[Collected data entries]
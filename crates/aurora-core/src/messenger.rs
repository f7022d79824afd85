//! The delivery state machine.
//!
//! The messenger interprets frames read from a client and deliveries queued
//! on a connection by room emits. Both entry points return the frames to
//! write back on that connection. Nothing in here is connection-fatal:
//! storage failures become `sendFailed` alerts or log lines.

use crate::connection::{Delivery, DeliveryReceiver};
use crate::lifecycle::{Connection, Lifecycle};
use crate::mailbox::{Bucket, MailboxError, Mailboxes, DEFAULT_CONTAINER};
use crate::presence::PresenceCache;
use crate::room::{personal_room, GLOBAL_ROOM};
use crate::room_manager::{RoomError, RoomManager};
use crate::session::{Identity, SessionValidator};
use crate::storage::StorageProvider;
use aurora_protocol::{ChatMessage, Frame, InfoMessage, MessageStatus};
use axum::http::HeaderMap;
use chrono::Utc;
use serde::{Deserialize, Serialize};
use std::sync::Arc;
use thiserror::Error;
use tracing::{debug, error, info, warn};

/// Messenger errors.
#[derive(Debug, Error)]
pub enum MessengerError {
    /// The handshake carried no valid session.
    #[error("Authentication required")]
    AuthenticationRequired,

    /// The declared sender is not the authenticated user.
    #[error("Declared sender {declared} does not match authenticated user {actual}")]
    SpoofedSender {
        /// Sender ID claimed by the message.
        declared: String,
        /// User bound to the connection.
        actual: String,
    },

    /// Mailbox error.
    #[error(transparent)]
    Mailbox(#[from] MailboxError),

    /// Room error.
    #[error(transparent)]
    Room(#[from] RoomError),
}

/// What to do with a `send` whose declared sender is not the connection's
/// user.
#[derive(Debug, Clone, Copy, Default, PartialEq, Eq, Serialize, Deserialize)]
#[serde(rename_all = "lowercase")]
pub enum SpoofPolicy {
    /// Drop silently.
    #[default]
    Drop,
    /// Reply `sendFailed` carrying the rejected message.
    Reject,
}

/// Messenger configuration.
#[derive(Debug, Clone)]
pub struct MessengerConfig {
    /// Handling of spoofed senders.
    pub spoof_policy: SpoofPolicy,
    /// Container bucket holding the mailbox buckets.
    pub container: String,
}

impl Default for MessengerConfig {
    fn default() -> Self {
        Self {
            spoof_policy: SpoofPolicy::default(),
            container: DEFAULT_CONTAINER.to_string(),
        }
    }
}

/// The message router.
pub struct Messenger {
    rooms: Arc<RoomManager>,
    presence: Arc<PresenceCache>,
    mailboxes: Mailboxes,
    lifecycle: Lifecycle,
    config: MessengerConfig,
}

impl Messenger {
    /// Create a messenger over a storage provider and a session validator.
    #[must_use]
    pub fn new(
        provider: Arc<dyn StorageProvider>,
        sessions: Arc<dyn SessionValidator>,
        config: MessengerConfig,
    ) -> Self {
        let rooms = Arc::new(RoomManager::new());
        let presence = Arc::new(PresenceCache::new());
        let lifecycle = Lifecycle::new(sessions, Arc::clone(&rooms), Arc::clone(&presence));
        let mailboxes = Mailboxes::with_container(provider, &config.container);

        info!(spoof_policy = ?config.spoof_policy, container = %config.container, "Creating messenger");

        Self {
            rooms,
            presence,
            mailboxes,
            lifecycle,
            config,
        }
    }

    /// Get the room manager.
    #[must_use]
    pub fn rooms(&self) -> &Arc<RoomManager> {
        &self.rooms
    }

    /// Get the presence cache.
    #[must_use]
    pub fn presence(&self) -> &Arc<PresenceCache> {
        &self.presence
    }

    /// Get the mailbox factory.
    #[must_use]
    pub fn mailboxes(&self) -> &Mailboxes {
        &self.mailboxes
    }

    /// Validate an upgrade request.
    ///
    /// # Errors
    ///
    /// Returns `AuthenticationRequired` if the request has no valid session.
    pub async fn handshake(&self, headers: &HeaderMap) -> Result<Identity, MessengerError> {
        self.lifecycle.handshake(headers).await
    }

    /// Register an authenticated connection.
    ///
    /// # Errors
    ///
    /// Returns a room error if the user ID cannot name a room.
    pub fn connect(&self, identity: Identity) -> Result<(Connection, DeliveryReceiver), MessengerError> {
        self.lifecycle.connect(identity)
    }

    /// Handle a frame read from the client.
    pub async fn handle_frame(&self, conn: &Connection, frame: Frame) -> Vec<Frame> {
        match frame {
            Frame::Send(message) => self.on_send(conn, message).await,
            Frame::Read(message) => self.on_read(conn, message).await,
            Frame::Info(info) => self.on_info(conn, info),
            Frame::Receive(message) => {
                if message.recipient_id != conn.user_id() {
                    warn!(
                        user = %conn.user_id(),
                        recipient = %message.recipient_id,
                        "Dropping receive for another user"
                    );
                    return Vec::new();
                }
                self.on_receive(conn, message).await
            }
            Frame::SendFailed(Some(message)) => {
                if let Err(e) = check_sender(conn, &message) {
                    warn!(error = %e, "Dropping sendFailed for another user");
                    return Vec::new();
                }
                self.on_send_failed(conn, &message).await
            }
            Frame::SendFailed(None) => {
                debug!(user = %conn.user_id(), "Dropping sendFailed without message");
                Vec::new()
            }
            alert @ (Frame::SendSuccess(_) | Frame::MessageInbox(_) | Frame::MessageRead(_)) => {
                debug!(user = %conn.user_id(), event = %alert.event(), "Dropping alert from client");
                Vec::new()
            }
        }
    }

    /// Handle a delivery queued on the connection by a room emit.
    pub async fn handle_delivery(&self, conn: &Connection, delivery: &Delivery) -> Vec<Frame> {
        match delivery {
            Delivery::Receive(message) => self.on_receive(conn, message.clone()).await,
            Delivery::SendFailed(message) => self.on_send_failed(conn, message).await,
            Delivery::Info(info) => vec![Frame::Info(info.clone())],
        }
    }

    /// Persist the deliveries still queued on a closed connection.
    ///
    /// A live push is acknowledged to its sender as soon as it is queued, so
    /// whatever the socket never got to must still land in the mailbox.
    /// Receives are saved to the inbox and failure reports draft the
    /// message; the reply frames are discarded. Call after
    /// [`Connection::close`], once nothing can be queued any more.
    ///
    /// Returns the number of deliveries persisted.
    pub async fn drain(&self, conn: &Connection, deliveries: &mut DeliveryReceiver) -> usize {
        let mut drained = 0;
        while let Ok(delivery) = deliveries.try_recv() {
            if let Delivery::Info(_) = *delivery {
                continue;
            }
            self.handle_delivery(conn, &delivery).await;
            drained += 1;
        }
        drained
    }

    async fn on_send(&self, conn: &Connection, mut message: ChatMessage) -> Vec<Frame> {
        if let Err(e) = check_sender(conn, &message) {
            warn!(error = %e, policy = ?self.config.spoof_policy, "Spoofed sender");
            return match self.config.spoof_policy {
                SpoofPolicy::Drop => Vec::new(),
                SpoofPolicy::Reject => vec![Frame::send_failed_with(message)],
            };
        }

        message.sent_at = Some(Utc::now());
        message.sender_name = conn.identity().display_name.clone();
        message.status = MessageStatus::Pending;

        if let Err(e) = self.save(conn.user_id(), Bucket::Outbox, &mut message).await {
            error!(user = %conn.user_id(), error = %e, "Failed to save to outbox");
            message.status = MessageStatus::Failed;
            return vec![Frame::send_failed_with(message)];
        }

        let recipient = message.recipient_id.clone();
        if self.presence.exists(&recipient) {
            message.status = MessageStatus::Delivered;
            let pushed = self
                .rooms
                .emit(&personal_room(&recipient), Delivery::Receive(message.clone()));
            if pushed > 0 {
                debug!(id = %message.id, recipient = %recipient, connections = pushed, "Pushed live");
                return vec![Frame::SendSuccess(message)];
            }
            // Presence is a hint; the recipient left between the check and the emit.
            debug!(id = %message.id, recipient = %recipient, "Recipient gone, queueing");
        }

        message.status = MessageStatus::Queued;
        match self.save(&recipient, Bucket::Inbox, &mut message).await {
            Ok(()) => {
                debug!(id = %message.id, recipient = %recipient, "Queued in inbox");
                vec![Frame::SendSuccess(message)]
            }
            Err(e) => {
                error!(id = %message.id, recipient = %recipient, error = %e, "Failed to queue in inbox");
                message.status = MessageStatus::Failed;
                vec![Frame::send_failed_with(message)]
            }
        }
    }

    async fn on_receive(&self, conn: &Connection, mut message: ChatMessage) -> Vec<Frame> {
        message.received_at = Some(Utc::now());
        message.status = MessageStatus::Received;

        match self.save(conn.user_id(), Bucket::Inbox, &mut message).await {
            Ok(()) => vec![Frame::Receive(message.clone()), Frame::MessageInbox(message)],
            Err(e) => {
                error!(user = %conn.user_id(), id = %message.id, error = %e, "Failed to save received message");
                message.status = MessageStatus::Failed;
                self.report_failed_receive(message).await;
                Vec::new()
            }
        }
    }

    /// Tell the sender a message did not land, or draft it directly if the
    /// sender has no live connection to do so.
    async fn report_failed_receive(&self, message: ChatMessage) {
        let sender = message.sender_id.clone();
        if self.presence.exists(&sender) {
            let notified = self
                .rooms
                .emit(&personal_room(&sender), Delivery::SendFailed(message.clone()));
            if notified > 0 {
                return;
            }
        }

        debug!(id = %message.id, sender = %sender, "Sender offline, drafting directly");
        if let Err(e) = self.draft(&sender, &message.id).await {
            warn!(id = %message.id, sender = %sender, error = %e, "Failed to draft message");
        }
    }

    async fn on_send_failed(&self, conn: &Connection, message: &ChatMessage) -> Vec<Frame> {
        match self.draft(conn.user_id(), &message.id).await {
            Ok(()) => {}
            // Another device of the same user already drafted it.
            Err(MessengerError::Mailbox(MailboxError::NotFound { .. })) => {
                debug!(user = %conn.user_id(), id = %message.id, "Already drafted");
            }
            Err(e) => {
                warn!(user = %conn.user_id(), id = %message.id, error = %e, "Failed to draft message");
            }
        }
        vec![Frame::send_failed()]
    }

    async fn on_read(&self, conn: &Connection, message: ChatMessage) -> Vec<Frame> {
        let result = match self.mailboxes.for_user(conn.user_id()).await {
            Ok(mailbox) => mailbox.move_to(Bucket::Read, Bucket::Inbox, &message.id).await,
            Err(e) => Err(e),
        };

        match result {
            Ok(()) => {}
            Err(MailboxError::NotFound { .. }) => {
                warn!(user = %conn.user_id(), id = %message.id, "Read acknowledgement for unknown message");
            }
            Err(e) => {
                error!(user = %conn.user_id(), id = %message.id, error = %e, "Failed to mark message read");
            }
        }
        vec![Frame::MessageRead(message)]
    }

    fn on_info(&self, conn: &Connection, mut info: InfoMessage) -> Vec<Frame> {
        if info.sender.is_empty() {
            info.sender = conn.identity().display_name.clone();
        }
        let count = self.rooms.emit(GLOBAL_ROOM, Delivery::Info(info));
        debug!(user = %conn.user_id(), recipients = count, "Broadcast info");
        // The sender is a member of the global room and gets its own copy.
        Vec::new()
    }

    async fn save(
        &self,
        user_id: &str,
        bucket: Bucket,
        message: &mut ChatMessage,
    ) -> Result<(), MessengerError> {
        let mailbox = self.mailboxes.for_user(user_id).await?;
        mailbox.save(bucket, message).await?;
        Ok(())
    }

    async fn draft(&self, user_id: &str, id: &str) -> Result<(), MessengerError> {
        let mailbox = self.mailboxes.for_user(user_id).await?;
        mailbox.move_to(Bucket::Drafts, Bucket::Outbox, id).await?;
        Ok(())
    }
}

fn check_sender(conn: &Connection, message: &ChatMessage) -> Result<(), MessengerError> {
    if message.sender_id == conn.user_id() {
        Ok(())
    } else {
        Err(MessengerError::SpoofedSender {
            declared: message.sender_id.clone(),
            actual: conn.user_id().to_string(),
        })
    }
}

- _INSTRUCTIONS TO FOLLOW_
Return the opening line of the data and every line after it through the line containing "by the message.", please, exactly as written and with nothing added.

- _OUTPUT FOR THIS EXERCISE_
filename crates/aurora-core/src/messenger.rs
repository f7022d79824afd85
//! The delivery state machine.
//!
//! The messenger interprets frames read from a client and deliveries queued
//! on a connection by room emits. Both entry points return the frames to
//! write back on that connection. Nothing in here is connection-fatal:
//! storage failures become `sendFailed` alerts or log lines.

use crate::connection::{Delivery, DeliveryReceiver};
use crate::lifecycle::{Connection, Lifecycle};
use crate::mailbox::{Bucket, MailboxError, Mailboxes, DEFAULT_CONTAINER};
use crate::presence::PresenceCache;
use crate::room::{personal_room, GLOBAL_ROOM};
use crate::room_manager::{RoomError, RoomManager};
use crate::session::{Identity, SessionValidator};
use crate::storage::StorageProvider;
use aurora_protocol::{ChatMessage, Frame, InfoMessage, MessageStatus};
use axum::http::HeaderMap;
use chrono::Utc;
use serde::{Deserialize, Serialize};
use std::sync::Arc;
use thiserror::Error;
use tracing::{debug, error, info, warn};

/// Messenger errors.
#[derive(Debug, Error)]
pub enum MessengerError {
    /// The handshake carried no valid session.
    #[error("Authentication required")]
    AuthenticationRequired,

    /// The declared sender is not the authenticated user.
    #[error("Declared sender {declared} does not match authenticated user {actual}")]
    SpoofedSender {
        /// Sender ID claimed by the message.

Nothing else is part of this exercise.